DESIGNING HETEROSTRUCTURES IN TRANSITION METAL SELENIDES FOR RAPID AND EFFICIENT SODIUM ION TRANSPORT
Woo Haw Jiunn
PhD, Associate Professor, Department of Physics, Faculty of Science, Universiti Malaya, Malaysia
Abstract
In recent years, the uneven distribution and price volatility of lithium resources have driven the search for cost-effective alternatives, such as sodium-ion batteries (SIBs), to meet the growing demand for large-scale energy storage. While SIBs utilize a similar “rocking chair” energy storage mechanism as lithium-ion batteries (LIBs), the larger Na⁺ radius (1.02 Å) and molar mass (22.99 g mol⁻¹) hinder the performance of many anode materials. Therefore, exploring high-capacity anode materials that effectively accommodate Na⁺ insertion and deinsertion is crucial for advancing sodium-based devices.
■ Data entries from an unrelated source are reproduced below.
// ABOUTME: Logging configuration and structured statement logging for the persistence core
// ABOUTME: Configures level, format, and noise filters; emits one structured event per statement
//
// SPDX-License-Identifier: MIT OR Apache-2.0
// Copyright (c) 2025 Pierre Fitness Intelligence

//! Structured logging setup and database event helpers

use anyhow::{anyhow, Result};
use margo_core::errors::StoreError;
use serde_json::json;
use std::env;
use std::io;
use tracing::{debug, info, warn};
use tracing_subscriber::{
    fmt::{self, format::FmtSpan},
    layer::SubscriberExt,
    util::SubscriberInitExt,
    EnvFilter,
};

/// Default service name attached to startup logs
pub const SERVICE_NAME: &str = "margo";

/// Logging configuration
#[derive(Debug, Clone)]
#[allow(clippy::struct_excessive_bools)]
pub struct LoggingConfig {
    /// Log level (trace, debug, info, warn, error)
    pub level: String,
    /// Output format (json, pretty, compact)
    pub format: LogFormat,
    /// Include source file and line numbers
    pub include_location: bool,
    /// Include thread information
    pub include_thread: bool,
    /// Emit span open/close events
    pub include_spans: bool,
    /// Service name for structured logging
    pub service_name: String,
    /// Service version
    pub service_version: String,
}

/// Log output format options
#[derive(Debug, Clone, Copy, PartialEq, Eq)]
pub enum LogFormat {
    /// `JSON` lines
    Json,
    /// Multi-line human format
    Pretty,
    /// Single-line human format
    Compact,
}

impl Default for LoggingConfig {
    fn default() -> Self {
        Self {
            level: "info".into(),
            format: LogFormat::Pretty,
            include_location: false,
            include_thread: false,
            include_spans: false,
            service_name: SERVICE_NAME.into(),
            service_version: env!("CARGO_PKG_VERSION").to_owned(),
        }
    }
}

impl LoggingConfig {
    /// Create logging configuration from environment variables
    #[must_use]
    pub fn from_env() -> Self {
        Self::from_lookup(|key| env::var(key).ok())
    }

    /// Create logging configuration from an arbitrary key lookup
    #[must_use]
    pub fn from_lookup<F>(lookup: F) -> Self
    where
        F: Fn(&str) -> Option<String>,
    {
        let format = match lookup("LOG_FORMAT").as_deref() {
            Some("json") => LogFormat::Json,
            Some("compact") => LogFormat::Compact,
            _ => LogFormat::Pretty,
        };

        Self {
            level: lookup("RUST_LOG").unwrap_or_else(|| "info".into()),
            format,
            include_location: lookup("LOG_INCLUDE_LOCATION").is_some(),
            include_thread: lookup("LOG_INCLUDE_THREAD").is_some(),
            include_spans: lookup("LOG_INCLUDE_SPANS").is_some(),
            service_name: lookup("SERVICE_NAME").unwrap_or_else(|| SERVICE_NAME.into()),
            service_version: lookup("SERVICE_VERSION")
                .unwrap_or_else(|| env!("CARGO_PKG_VERSION").to_owned()),
        }
    }

    /// Filter built from `level`, with driver noise held at `warn`
    #[must_use]
    pub fn env_filter(&self) -> EnvFilter {
        EnvFilter::new(&self.level)
            .add_directive(
                "sqlx=warn"
                    .parse()
                    .unwrap_or_else(|_| tracing::Level::WARN.into()),
            )
            .add_directive(
                "sqlx::query=warn"
                    .parse()
                    .unwrap_or_else(|_| tracing::Level::WARN.into()),
            )
            .add_directive(
                format!("margo={}", self.level)
                    .parse()
                    .unwrap_or_else(|_| tracing::Level::INFO.into()),
            )
    }

    /// Initialize the global tracing subscriber
    ///
    /// # Errors
    ///
    /// Returns an error if a global subscriber is already installed
    pub fn init(&self) -> Result<()> {
        let registry = tracing_subscriber::registry().with(self.env_filter());
        let span_events = if self.include_spans {
            FmtSpan::NEW | FmtSpan::CLOSE
        } else {
            FmtSpan::NONE
        };

        let installed = match self.format {
            LogFormat::Json => registry
                .with(
                    fmt::layer()
                        .with_file(self.include_location)
                        .with_line_number(self.include_location)
                        .with_thread_ids(self.include_thread)
                        .with_thread_names(self.include_thread)
                        .with_target(true)
                        .with_writer(io::stdout)
                        .with_span_events(span_events)
                        .json(),
                )
                .try_init(),
            LogFormat::Pretty => registry
                .with(
                    fmt::layer()
                        .with_file(self.include_location)
                        .with_line_number(self.include_location)
                        .with_thread_ids(self.include_thread)
                        .with_thread_names(self.include_thread)
                        .with_target(true)
                        .with_writer(io::stdout)
                        .with_span_events(span_events),
                )
                .try_init(),
            LogFormat::Compact => registry
                .with(
                    fmt::layer()
                        .compact()
                        .with_target(false)
                        .with_writer(io::stdout)
                        .with_span_events(FmtSpan::NONE),
                )
                .try_init(),
        };
        installed.map_err(|e| anyhow!("failed to install tracing subscriber: {e}"))?;

        self.log_startup_info();
        Ok(())
    }

    fn log_startup_info(&self) {
        info!(
            service.name = %self.service_name,
            service.version = %self.service_version,
            log.level = %self.level,
            log.format = ?self.format,
            "Margo persistence core logging initialized"
        );

        let config_summary = json!({
            "service": {
                "name": self.service_name,
                "version": self.service_version,
            },
            "logging": {
                "level": self.level,
                "format": format!("{:?}", self.format),
                "features": {
                    "location": self.include_location,
                    "thread": self.include_thread,
                    "spans": self.include_spans
                }
            }
        });

        debug!("Logging configuration: {}", config_summary);
    }
}

/// Initialize logging from environment
///
/// # Errors
///
/// Returns an error if logging initialization fails
pub fn init_from_env() -> Result<()> {
    LoggingConfig::from_env().init()
}

/// Structured database event logging
pub struct DbLogger;

impl DbLogger {
    /// One event per executed statement: `debug` on success, `warn` on failure
    pub fn log_statement(
        operation: &str,
        table: &str,
        binds: usize,
        duration_ms: u64,
        outcome: Result<u64, &StoreError>,
    ) {
        match outcome {
            Ok(rows) => debug!(
                db.operation = %operation,
                db.table = %table,
                db.binds = binds,
                db.rows = rows,
                db.duration_ms = duration_ms,
                "Statement executed"
            ),
            Err(error) => warn!(
                db.operation = %operation,
                db.table = %table,
                db.binds = binds,
                db.duration_ms = duration_ms,
                error.code = error.code().as_u16(),
                error = %error,
                "Statement failed"
            ),
        }
    }

    /// A statement refused before reaching the server
    pub fn log_rejected(operation: &str, table: &str, error: &StoreError) {
        debug!(
            db.operation = %operation,
            db.table = %table,
            error.code = error.code().as_u16(),
            error = %error,
            "Statement rejected before execution"
        );
    }
}
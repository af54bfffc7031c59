// ABOUTME: The Beta entity: named rows with snake_case managed timestamp columns
// ABOUTME: Exercises caller-supplied update timestamps overriding the injected default
//
// SPDX-License-Identifier: MIT OR Apache-2.0
// Copyright (c) 2025 Pierre Fitness Intelligence

use crate::schema::{Affinity, Entity, FieldDescriptor, Schema};
use std::sync::OnceLock;

/// Table name
pub const TABLE: &str = "Beta";

/// Primary key
pub const FIELD_UUID: &str = "uuid";
/// Display name
pub const FIELD_NAME: &str = "name";
/// Creation timestamp, `DATETIME(6)`
pub const FIELD_FIRST_INSERT: &str = "first_insert";
/// Update timestamp, `DATETIME(6)`
pub const FIELD_LAST_UPDATE: &str = "last_update";

/// Every column, in declaration order
pub const FIELDS: [&str; 4] = [FIELD_UUID, FIELD_NAME, FIELD_FIRST_INSERT, FIELD_LAST_UPDATE];

/// One row of `Beta`
#[derive(Debug, Clone, Default, PartialEq, Eq)]
pub struct Beta {
    /// `uuid`
    pub uuid: String,
    /// `name`
    pub name: String,
    /// `first_insert`
    pub first_insert: String,
    /// `last_update`
    pub last_update: String,
}

fn build_schema() -> Schema<Beta> {
    Schema::new(
        TABLE,
        FIELD_UUID,
        vec![
            FieldDescriptor::text(
                FIELD_UUID,
                Affinity::Identifier,
                |e: &Beta| &e.uuid,
                |e: &mut Beta, v| e.uuid = v,
            ),
            FieldDescriptor::text(
                FIELD_NAME,
                Affinity::Text,
                |e: &Beta| &e.name,
                |e: &mut Beta, v| e.name = v,
            ),
            FieldDescriptor::text(
                FIELD_FIRST_INSERT,
                Affinity::DateTime { precision: 6 },
                |e: &Beta| &e.first_insert,
                |e: &mut Beta, v| e.first_insert = v,
            ),
            FieldDescriptor::text(
                FIELD_LAST_UPDATE,
                Affinity::DateTime { precision: 6 },
                |e: &Beta| &e.last_update,
                |e: &mut Beta, v| e.last_update = v,
            ),
        ],
    )
    .with_timestamps(FIELD_FIRST_INSERT, FIELD_LAST_UPDATE)
}

impl Entity for Beta {
    fn schema() -> &'static Schema<Self> {
        static SCHEMA: OnceLock<Schema<Beta>> = OnceLock::new();
        SCHEMA.get_or_init(build_schema)
    }
}
// ABOUTME: Entity types shipped with the core, each with its column constants and descriptor set
// ABOUTME: Alpha and Beta carry managed timestamps; AllTypes spans every supported affinity
//
// SPDX-License-Identifier: MIT OR Apache-2.0
// Copyright (c) 2025 Pierre Fitness Intelligence

/// Uuid-keyed animal rows with `FirstInsert` / `LastUpdate`
pub mod alpha;
/// Every supported column affinity in one table
pub mod all_types;
/// Named rows with `first_insert` / `last_update`
pub mod beta;

pub use all_types::AllTypes;
pub use alpha::Alpha;
pub use beta::Beta;
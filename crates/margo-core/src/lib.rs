// ABOUTME: Foundation crate for the margo entity persistence core
// ABOUTME: Error taxonomy, database constants, and connection configuration
//
// SPDX-License-Identifier: MIT OR Apache-2.0
// Copyright (c) 2025 Pierre Fitness Intelligence

#![deny(unsafe_code)]

//! # Margo Core
//!
//! Types shared by the persistence engine and its callers that change far
//! less often than the engine itself.
//!
//! ## Modules
//!
//! - **errors**: `StoreError`, `ErrorCode`, and the `StoreResult` alias
//! - **constants**: connection defaults, pool limits, temporal formats
//! - **config**: `DatabaseConfig` / `PoolConfig` and DSN construction

/// Error taxonomy with stable codes
pub mod errors;

/// Connection, pool, and temporal-format constants
pub mod constants;

/// Database connection configuration
pub mod config;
Transition metal chalcogenides have garnered significant attention as anodes for SIBs due to their unique structural composition and excellent material properties. Among these, transition metal selenides (TMSes) demonstrate lower susceptibility to Na dendrite growth at low voltage, enhancing safety. Additionally, TMSes offer higher electronic conductivity compared to transition metal sulfides, with weaker M-Se bonds (where M refers to transition metals) facilitating conversion reactions. However, challenges such as slow response times and structural integrity issues have led to unstable rate performance and poor cycling stability.
Therefore, our recent works have focused on addressing these drawbacks by adopting cationic heterostructure design and introducing high-conductivity carbon (MoSe2/WSe2/C and MoSe2/WO3/WSe2/C) to improve their electrochemical characteristics in multiple dimensions. When applied to SIBs as anode, the MoSe2/WSe2/C and MoSe2/WO3/WSe2/C achieve a high specific capacity of 347.3 mA h g−1 and 384.3 mA h g-1, respectively, at a high current density of 10 A g−1. The structural design strategy of cationic heterostructures offers a valuable reference for developing high-power anodes.
Dr. Woo is an academic and researcher who currently serves as an associate professor in the Department of Physics at Universiti Malaya. He received his B.Sc. (First Class Honours), M.Sc. and Ph.D in Advanced Materials from Universiti Malaya (UM). His primary research interests focus on the design and development of functional materials, which includes batteries (LIBs, SIBs), supercapacitors (EDLC, hybrid supercapacitors, Sodium-ion capacitors), polymer electrolytes, solar cells (DSSCs, QDSSCs), plasma technology and radiation. Dr. Woo has published over 70 research papers and has secured 22 research funds from University of Malaya (RU grant), Malaysian government funding agencies (FRGS, PRGS), international fund from Asian Office of Aerospace Research & Development (AOARD), as PI and Co-PI. He has delivered more than 35 keynote/invited/oral talks at international conferences, serving as reviewer for over 40 international journals, treasurer of Institut of Physics, Malaysia (2017-present), External Assessor (EA) for Physics Academic Program at private university.